We hold these truths to be self-evident, that all men are created equal.[1]

At the time it was written, the assertion of the universal equality of man found in the United States Declaration of Independence (1776) reflected the emancipatory spirit of a people that was in the process of attaining its freedom from British subjection. The Declaration also reflects the principles of arguably the most important philosophical movement of the 18th century: humanism, a philosophy which upholds the inherent equality of all human beings. We can thus interpret the Declaration as an emphatically humanist proposition that the American people can govern themselves because they are the equals of their oppressors. By achieving their independence, the American people verified this proposition and, in so doing, created for themselves a new social order that aimed to make equality a common principle of national unity. The American independence movement thus illustrates that upholding the equality of human beings can form the basic principle of a revolutionary and socially transformative approach to politics, one whose main goal is the liberation of the dominated.

In retrospect, however, the material and logical hypocrisies of the Declaration’s humanism are glaringly obvious. There is, of course, a gendered bias in the declaration itself. It explicitly makes the image of “men,” the male gender, the universal subject of equality. Women were thus excluded from the movement claiming to emancipate all mankind. Furthermore, emancipation from British rule meant very little for people in the Americas not of European descent. Slaves would not be liberated, nor would Native Americans be spared the horrific violence of colonial expansion. A strange situation thus results: the emancipatory project of humanism, founded on the principle of universal human equality and freedom from subjugation, paradoxically reproduces the inequality and oppression of human groups. But from whence in the logic of humanism do these contradictions arise?

Proffering an answer to this question, philosopher and feminist activist Rosi Braidotti claims that the paradoxes generated by humanism occur because beneath its pretensions to universality, a certain image of the subject is always presupposed by those declaring the universal self-evidence of human equality. And throughout history, the predominant image of the subject of equality has been humanist Man, the model for which is Leonardo DaVinci’s Vitruvian Man: “a male of the species” who is also “white, European, handsome and able-bodied.”[2] Braidotti thus suggests that “the human of humanism” or humanist subject of equality often operates as a normative principle, “a systematised standard of recognizability – of Sameness – by which all others can be assessed, regulated and allotted to a designated social location.”[3] To perpetuate its own supremacy, the humanist subject must ensure that these “others” (modes of being not recognised as fully human) are not only barred from participation in the community of humanist subjects, but hierarchised on a sliding scale of inequality. Braidotti argues that this form of subjugation operates via a “dialectics of otherness,” the “anthropocentric, gendered and racialised” process by which others are “cast out of normality.”[4] That is, as a historically dominant mode of being, the human of humanism reduces all others to a non-identity, to their “not-being” a humanist subject. This not only results in the exclusion of all those different from the norm but also results in the creation of a new system of domination, as the hypocrisies of the American independence movement demonstrate.
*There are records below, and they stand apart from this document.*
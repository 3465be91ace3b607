//! ProSono CLI - the sleep-education program in your terminal

use std::process::ExitCode;

use anyhow::Result;
use clap::{Parser, Subcommand};

mod commands;
mod output;

use commands::{assess, login, logout, profile, refresh, register, sleep, status};

/// ProSono - sleep program client
#[derive(Parser)]
#[command(name = "prosono", version, about, long_about = None)]
struct Cli {
    #[command(subcommand)]
    command: Commands,
}

#[derive(Subcommand)]
enum Commands {
    /// Log in to the ProSono program
    Login {
        /// Account email (prompted when omitted)
        #[arg(long)]
        email: Option<String>,
    },

    /// Create a new participant account
    Register,

    /// Log out and clear the stored session
    Logout,

    /// Exchange the stored refresh token for a new access token
    Refresh,

    /// Show the dashboard: profile, program phase and sleep statistics
    Status {
        /// Output as JSON
        #[arg(long)]
        json: bool,
    },

    /// Update profile fields (email cannot be changed)
    Profile {
        #[arg(long)]
        first_name: Option<String>,
        #[arg(long)]
        last_name: Option<String>,
        /// Birth date (DD-MM-YYYY)
        #[arg(long)]
        birth_date: Option<String>,
        /// M, F or O
        #[arg(long)]
        gender: Option<String>,
        #[arg(long)]
        school: Option<String>,
        /// 10, 11 or 12
        #[arg(long)]
        school_year: Option<u8>,
    },

    /// Run the sleep evaluation (three questionnaires)
    Assess {
        /// Assessment date (DD-MM-YYYY, defaults to today)
        #[arg(long)]
        date: Option<String>,
    },

    /// Record how you slept last night
    Sleep {
        /// Date of the morning you woke up (DD-MM-YYYY, defaults to today)
        #[arg(long)]
        date: Option<String>,
    },
}

#[tokio::main]
async fn main() -> ExitCode {
    let cli = Cli::parse();

    match run(cli).await {
        Ok(()) => ExitCode::SUCCESS,
        Err(e) => {
            output::error(&e.to_string());
            ExitCode::FAILURE
        }
    }
}

async fn run(cli: Cli) -> Result<()> {
    match cli.command {
        Commands::Login { email } => login::run(email).await,
        Commands::Register => register::run().await,
        Commands::Logout => logout::run().await,
        Commands::Refresh => refresh::run().await,
        Commands::Status { json } => status::run(json).await,
        Commands::Profile {
            first_name,
            last_name,
            birth_date,
            gender,
            school,
            school_year,
        } => {
            profile::run(profile::ProfileArgs {
                first_name,
                last_name,
                birth_date,
                gender,
                school,
                school_year,
            })
            .await
        }
        Commands::Assess { date } => assess::run(date).await,
        Commands::Sleep { date } => sleep::run(date).await,
    }
}
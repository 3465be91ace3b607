//! ProSono Core - client logic for the ProSono sleep-education program
//!
//! This crate implements the client-side core following hexagonal
//! architecture:
//!
//! - **domain**: form drafts, the user model and validation - no I/O
//! - **ports**: trait definitions for external dependencies (TokenStore)
//! - **services**: session and survey-submission orchestration
//! - **adapters**: concrete implementations (file token store, HTTP API client)

pub mod adapters;
pub mod config;
pub mod domain;
pub mod ports;
pub mod services;

use std::path::Path;
use std::sync::Arc;

use anyhow::Result;

use adapters::api::ApiClient;
use adapters::file_store::FileTokenStore;
use config::Config;
use ports::TokenStore;
use services::{AssessmentService, AuthService, DailySurveyService};

// Re-export commonly used types at crate root
pub use domain::result::Error;
pub use domain::{
    AssessmentDraft, AssessmentStep, AssessmentWizard, AttitudeAnswers, DailySurveyDraft,
    FrequencyAnswers, Gender, KnowledgeAnswers, LoginCredentials, RegisterData, StepAnswers,
    StepTransition, User, UserStatus, UserUpdate,
};
pub use services::AssessmentOutcome;

/// Main context for ProSono client operations
///
/// This is the primary entry point. It holds the configuration, the durable
/// token store and all services, wired once per process. Created at startup,
/// torn down on logout, re-created on re-login - there is no global session
/// state.
pub struct ProsonoContext {
    pub config: Config,
    pub token_store: Arc<dyn TokenStore>,
    pub api: Arc<ApiClient>,
    pub auth_service: Arc<AuthService>,
    pub assessment_service: AssessmentService,
    pub daily_survey_service: DailySurveyService,
}

impl ProsonoContext {
    /// Create a new ProSono context rooted at the given directory
    pub fn new(prosono_dir: &Path) -> Result<Self> {
        let config = Config::load(prosono_dir)?;

        let token_store: Arc<dyn TokenStore> = Arc::new(FileTokenStore::new(prosono_dir));
        let api = Arc::new(ApiClient::new(&config.api_base_url, Arc::clone(&token_store))?);

        let auth_service = Arc::new(AuthService::new(
            Arc::clone(&api),
            Arc::clone(&token_store),
            config.enforce_age_range,
        ));
        let assessment_service =
            AssessmentService::new(Arc::clone(&api), Arc::clone(&auth_service));
        let daily_survey_service = DailySurveyService::new(Arc::clone(&api));

        Ok(Self {
            config,
            token_store,
            api,
            auth_service,
            assessment_service,
            daily_survey_service,
        })
    }
}
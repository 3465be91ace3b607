//! Nightly sleep log draft
//!
//! Single-step form state for "how did you sleep last night". The date names
//! the morning the participant woke up; every other field refers to the night
//! before it.

use crate::domain::date;
use crate::domain::result::{Error, Result};

/// Default quality score for a fresh draft (middle of the 0-5 scale)
pub const DEFAULT_SLEEP_QUALITY: u8 = 3;

/// In-memory state of the nightly log form
///
/// Invariant: a draft never mixes answers entered for one date with a newly
/// selected different date. Changing the date rebuilds the draft from
/// defaults.
#[derive(Debug, Clone, PartialEq, Eq)]
pub struct DailySurveyDraft {
    /// HH:MM, this morning
    pub wake_time: String,
    /// HH:MM, last night
    pub bedtime: String,
    pub minutes_to_fall_asleep: u32,
    pub night_awakenings: u32,
    /// HH:MM duration as entered; converted to total minutes at submission
    pub sleep_duration: String,
    /// 0-5
    pub sleep_quality: u8,
    /// Free text; blank after trimming means "no observation"
    pub note: String,
    /// Display format (DD-MM-YYYY)
    pub survey_date: String,
}

impl DailySurveyDraft {
    pub fn for_date(survey_date: impl Into<String>) -> Self {
        Self {
            wake_time: String::new(),
            bedtime: String::new(),
            minutes_to_fall_asleep: 0,
            night_awakenings: 0,
            sleep_duration: String::new(),
            sleep_quality: DEFAULT_SLEEP_QUALITY,
            note: String::new(),
            survey_date: survey_date.into(),
        }
    }

    pub fn for_today() -> Self {
        Self::for_date(date::today_display())
    }

    /// Switch the draft to a different date, resetting every other field
    pub fn change_date(&mut self, new_date: impl Into<String>) {
        *self = Self::for_date(new_date);
    }

    /// Field-level validation; nothing goes out on the wire if this fails
    pub fn validate(&self) -> Result<()> {
        if self.wake_time.is_empty()
            || self.bedtime.is_empty()
            || self.sleep_duration.is_empty()
            || self.survey_date.is_empty()
        {
            return Err(Error::validation("Please fill in all required fields"));
        }

        if date::normalize_time(&self.wake_time).is_none() {
            return Err(Error::validation(
                "Invalid wake-up time. Use HH:MM (00:00 to 23:59)",
            ));
        }
        if date::normalize_time(&self.bedtime).is_none() {
            return Err(Error::validation(
                "Invalid bedtime. Use HH:MM (00:00 to 23:59)",
            ));
        }
        if date::normalize_time(&self.sleep_duration).is_none() {
            return Err(Error::validation(
                "Invalid sleep duration. Use HH:MM (00:00 to 23:59)",
            ));
        }

        date::validate_display_date(&self.survey_date)?;

        if self.sleep_quality > 5 {
            return Err(Error::validation("Sleep quality must be between 0 and 5"));
        }

        Ok(())
    }
}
Of course, Braidotti’s insights into the perverse consequences of humanism are not novel. Anti-humanism has been a popular philosophical position since the second half of the 20th century as it was championed by some of the biggest names in French philosophy, including Michel Foucault, Gilles Deleuze, and Luce Irigaray.[5] However, what is unique about Braidotti is that her criticisms of humanism are tempered by her praise for its focus on emancipatory politics which she claims is one of the its “most valuable aspects.”[6] Indeed, Braidotti’s aim is not to do away with ideals of emancipation or the concept of equality, but to develop “a different scheme of emancipation and a non-dialectical politics of human liberation.”[7] As she puts it, the “struggle for equality” need not be separated “from the affirmation of difference,” rather they can complement one another as radical principles for social change.[8] Importantly, however, in bringing these principles together to form a new politics of social transformation, Braidotti does not subordinate the affirmation of difference to equality. Rather, she embraces difference through equality as a means of “undoing existing arrangements so as to actualise productive alternatives.”[9] On her view, it is possible to think equality with difference to the extent that challenging the social order through struggles for equality requires that one operationalise their difference from societal norms. For instance, Braidotti claims that the “women’s movement is the space where sexual difference becomes operational, through the strategy of fighting for equality of the sexes.”[10] By attempting to verify their equality, women have not endeavoured to prove that they are the same as men, but that their differences do not make them a lesser form of human. Calls for equality thus challenge the humanist hierarchisation of the social order by visibilising differences in the form of a polemic surrounding who does and does not deserve to be counted as an equal. Consequently, whilst equality plays an important role in politics, this importance is secondary to the difference equality helps bring to the fore.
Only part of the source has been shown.